§ Exercise details:
The entries are to be written out again with no differences.
====== Provided records
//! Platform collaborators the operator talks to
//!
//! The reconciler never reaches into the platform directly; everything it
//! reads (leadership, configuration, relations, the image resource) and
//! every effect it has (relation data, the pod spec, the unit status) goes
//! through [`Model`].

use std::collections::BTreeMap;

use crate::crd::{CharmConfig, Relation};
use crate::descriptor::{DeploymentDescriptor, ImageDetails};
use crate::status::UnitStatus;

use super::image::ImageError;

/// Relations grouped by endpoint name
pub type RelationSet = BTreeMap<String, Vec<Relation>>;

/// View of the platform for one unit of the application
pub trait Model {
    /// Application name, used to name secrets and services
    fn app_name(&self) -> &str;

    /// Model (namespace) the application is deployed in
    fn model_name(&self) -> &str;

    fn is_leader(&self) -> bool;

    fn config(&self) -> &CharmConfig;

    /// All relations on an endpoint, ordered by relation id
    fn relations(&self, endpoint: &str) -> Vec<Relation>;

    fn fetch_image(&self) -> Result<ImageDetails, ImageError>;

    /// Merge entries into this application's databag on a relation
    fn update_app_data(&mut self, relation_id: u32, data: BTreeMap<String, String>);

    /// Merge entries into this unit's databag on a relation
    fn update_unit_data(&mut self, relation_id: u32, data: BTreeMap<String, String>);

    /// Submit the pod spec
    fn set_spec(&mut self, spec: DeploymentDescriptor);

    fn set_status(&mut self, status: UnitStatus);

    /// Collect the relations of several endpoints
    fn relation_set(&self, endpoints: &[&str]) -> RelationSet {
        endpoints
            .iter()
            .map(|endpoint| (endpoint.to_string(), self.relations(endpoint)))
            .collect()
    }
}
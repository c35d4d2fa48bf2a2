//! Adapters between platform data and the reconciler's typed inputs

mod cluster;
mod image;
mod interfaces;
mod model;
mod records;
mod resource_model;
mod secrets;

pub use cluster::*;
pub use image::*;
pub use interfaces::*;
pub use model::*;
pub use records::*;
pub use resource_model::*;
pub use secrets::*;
============
§ Response:
//! Platform collaborators the operator talks to
//!
//! The reconciler never reaches into the platform directly; everything it
//! reads (leadership, configuration, relations, the image resource) and
//! every effect it has (relation data, the pod spec, the unit status) goes
//! through [`Model`].

use std::collections::BTreeMap;

use crate::crd::{CharmConfig, Relation};
use crate::descriptor::{DeploymentDescriptor, ImageDetails};
use crate::status::UnitStatus;

use super::image::ImageError;

/// Relations grouped by endpoint name
pub type RelationSet = BTreeMap<String, Vec<Relation>>;

/// View of the platform for one unit of the application
pub trait Model {
    /// Application name, used to name secrets and services
    fn app_name(&self) -> &str;

    /// Model (namespace) the application is deployed in
    fn model_name(&self) -> &str;

    fn is_leader(&self) -> bool;

    fn config(&self) -> &CharmConfig;

    /// All relations on an endpoint, ordered by relation id
    fn relations(&self, endpoint: &str) -> Vec<Relation>;

    fn fetch_image(&self) -> Result<ImageDetails, ImageError>;

    /// Merge entries into this application's databag on a relation
    fn update_app_data(&mut self, relation_id: u32, data: BTreeMap<String, String>);

    /// Merge entries into this unit's databag on a relation
    fn update_unit_data(&mut self, relation_id: u32, data: BTreeMap<String, String>);

    /// Submit the pod spec
    fn set_spec(&mut self, spec: DeploymentDescriptor);

    fn set_status(&mut self, status: UnitStatus);

    /// Collect the relations of several endpoints
    fn relation_set(&self, endpoints: &[&str]) -> RelationSet {
        endpoints
            .iter()
            .map(|endpoint| (endpoint.to_string(), self.relations(endpoint)))
            .collect()
    }
}
repository c35d4d2fa48bf2a2
//! Adapters between platform data and the reconciler's typed inputs

mod cluster;
mod image;
mod interfaces;
mod model;
mod records;
mod resource_model;
mod secrets;

pub use cluster::*;
pub use image::*;
pub use interfaces::*;
pub use model::*;
pub use records::*;
pub use resource_model::*;
pub use secrets::*;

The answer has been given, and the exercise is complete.